WORK INSTRUCTIONS
Look below for the line containing "use combiner_application::ProgressNotifier;"; from there through the line containing "impl ProgressNotifier for ProgressReporter", both lines included, please set down each line exactly and nothing else.

DATASET ENTRIES
• • • • • • •

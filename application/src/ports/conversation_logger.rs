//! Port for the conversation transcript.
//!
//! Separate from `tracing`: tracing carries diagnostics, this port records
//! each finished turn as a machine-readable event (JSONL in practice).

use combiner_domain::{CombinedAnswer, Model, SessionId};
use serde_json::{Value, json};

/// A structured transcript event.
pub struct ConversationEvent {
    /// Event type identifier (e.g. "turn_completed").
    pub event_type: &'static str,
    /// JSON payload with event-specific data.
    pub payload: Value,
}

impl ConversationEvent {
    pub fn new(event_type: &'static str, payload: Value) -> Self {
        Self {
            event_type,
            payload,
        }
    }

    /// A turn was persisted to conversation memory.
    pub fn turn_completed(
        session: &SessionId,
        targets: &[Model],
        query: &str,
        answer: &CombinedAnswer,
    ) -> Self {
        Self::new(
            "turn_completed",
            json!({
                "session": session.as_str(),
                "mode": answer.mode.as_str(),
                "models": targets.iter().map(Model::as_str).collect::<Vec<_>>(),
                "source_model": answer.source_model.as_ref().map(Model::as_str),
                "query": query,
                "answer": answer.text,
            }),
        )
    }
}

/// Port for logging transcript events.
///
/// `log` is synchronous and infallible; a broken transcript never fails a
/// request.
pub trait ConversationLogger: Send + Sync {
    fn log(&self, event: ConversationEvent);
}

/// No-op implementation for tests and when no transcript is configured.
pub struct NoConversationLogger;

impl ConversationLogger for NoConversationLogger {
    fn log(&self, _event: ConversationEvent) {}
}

• • • • • • •

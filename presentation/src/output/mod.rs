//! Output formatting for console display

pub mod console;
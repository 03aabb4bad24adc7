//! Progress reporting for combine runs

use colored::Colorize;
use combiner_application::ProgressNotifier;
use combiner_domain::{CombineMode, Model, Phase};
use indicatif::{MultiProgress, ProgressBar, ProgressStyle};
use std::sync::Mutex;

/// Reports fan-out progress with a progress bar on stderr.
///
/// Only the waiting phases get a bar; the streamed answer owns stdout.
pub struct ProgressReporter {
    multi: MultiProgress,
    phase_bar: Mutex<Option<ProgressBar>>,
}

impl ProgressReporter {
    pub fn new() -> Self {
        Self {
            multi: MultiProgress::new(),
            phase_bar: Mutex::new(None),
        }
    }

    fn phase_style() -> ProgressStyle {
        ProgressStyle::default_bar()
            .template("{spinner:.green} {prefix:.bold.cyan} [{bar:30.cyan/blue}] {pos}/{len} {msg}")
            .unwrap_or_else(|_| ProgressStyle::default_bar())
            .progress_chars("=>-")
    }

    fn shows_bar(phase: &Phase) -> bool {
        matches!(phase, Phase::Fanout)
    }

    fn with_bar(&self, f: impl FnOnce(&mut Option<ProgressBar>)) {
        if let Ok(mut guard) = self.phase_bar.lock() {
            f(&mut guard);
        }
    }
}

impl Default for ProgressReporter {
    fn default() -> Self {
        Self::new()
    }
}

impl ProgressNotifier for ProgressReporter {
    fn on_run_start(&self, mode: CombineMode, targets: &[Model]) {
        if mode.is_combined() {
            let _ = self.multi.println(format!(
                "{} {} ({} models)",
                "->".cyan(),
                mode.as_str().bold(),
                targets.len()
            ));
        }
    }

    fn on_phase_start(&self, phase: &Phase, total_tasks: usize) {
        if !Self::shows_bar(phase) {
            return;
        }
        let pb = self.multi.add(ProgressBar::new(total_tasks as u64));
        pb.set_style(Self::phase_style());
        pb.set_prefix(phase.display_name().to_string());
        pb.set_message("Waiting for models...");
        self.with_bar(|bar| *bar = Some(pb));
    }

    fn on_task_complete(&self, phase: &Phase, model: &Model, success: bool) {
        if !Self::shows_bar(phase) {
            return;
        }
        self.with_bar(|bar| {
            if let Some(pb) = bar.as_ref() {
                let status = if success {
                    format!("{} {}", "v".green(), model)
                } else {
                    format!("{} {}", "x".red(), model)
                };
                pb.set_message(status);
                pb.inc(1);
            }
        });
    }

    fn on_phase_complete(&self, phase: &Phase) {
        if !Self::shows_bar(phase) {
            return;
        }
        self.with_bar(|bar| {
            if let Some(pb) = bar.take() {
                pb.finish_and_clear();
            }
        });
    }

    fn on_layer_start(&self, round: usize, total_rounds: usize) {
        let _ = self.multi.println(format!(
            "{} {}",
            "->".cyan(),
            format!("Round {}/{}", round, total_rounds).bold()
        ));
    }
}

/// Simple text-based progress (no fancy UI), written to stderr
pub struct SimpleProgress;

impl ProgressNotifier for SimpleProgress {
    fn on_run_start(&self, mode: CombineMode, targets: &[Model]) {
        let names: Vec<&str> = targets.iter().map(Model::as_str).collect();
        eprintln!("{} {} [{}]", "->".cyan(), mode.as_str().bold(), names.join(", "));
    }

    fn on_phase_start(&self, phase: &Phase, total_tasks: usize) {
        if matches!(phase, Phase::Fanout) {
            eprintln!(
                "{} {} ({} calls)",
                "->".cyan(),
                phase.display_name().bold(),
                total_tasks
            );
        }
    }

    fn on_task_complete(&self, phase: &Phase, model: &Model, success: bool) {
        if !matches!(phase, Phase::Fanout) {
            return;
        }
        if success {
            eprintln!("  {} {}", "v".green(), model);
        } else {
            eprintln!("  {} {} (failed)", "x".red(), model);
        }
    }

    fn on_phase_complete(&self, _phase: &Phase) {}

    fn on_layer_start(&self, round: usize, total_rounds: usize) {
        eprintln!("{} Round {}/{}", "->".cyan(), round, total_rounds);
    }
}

• • • • • • •

WRITTEN SOLUTION
use combiner_application::ProgressNotifier;
use combiner_domain::{CombineMode, Model, Phase};
use indicatif::{MultiProgress, ProgressBar, ProgressStyle};
use std::sync::Mutex;

/// Reports fan-out progress with a progress bar on stderr.
///
/// Only the waiting phases get a bar; the streamed answer owns stdout.
pub struct ProgressReporter {
    multi: MultiProgress,
    phase_bar: Mutex<Option<ProgressBar>>,
}

impl ProgressReporter {
    pub fn new() -> Self {
        Self {
            multi: MultiProgress::new(),
            phase_bar: Mutex::new(None),
        }
    }

    fn phase_style() -> ProgressStyle {
        ProgressStyle::default_bar()
            .template("{spinner:.green} {prefix:.bold.cyan} [{bar:30.cyan/blue}] {pos}/{len} {msg}")
            .unwrap_or_else(|_| ProgressStyle::default_bar())
            .progress_chars("=>-")
    }

    fn shows_bar(phase: &Phase) -> bool {
        matches!(phase, Phase::Fanout)
    }

    fn with_bar(&self, f: impl FnOnce(&mut Option<ProgressBar>)) {
        if let Ok(mut guard) = self.phase_bar.lock() {
            f(&mut guard);
        }
    }
}

impl Default for ProgressReporter {
    fn default() -> Self {
        Self::new()
    }
}

impl ProgressNotifier for ProgressReporter {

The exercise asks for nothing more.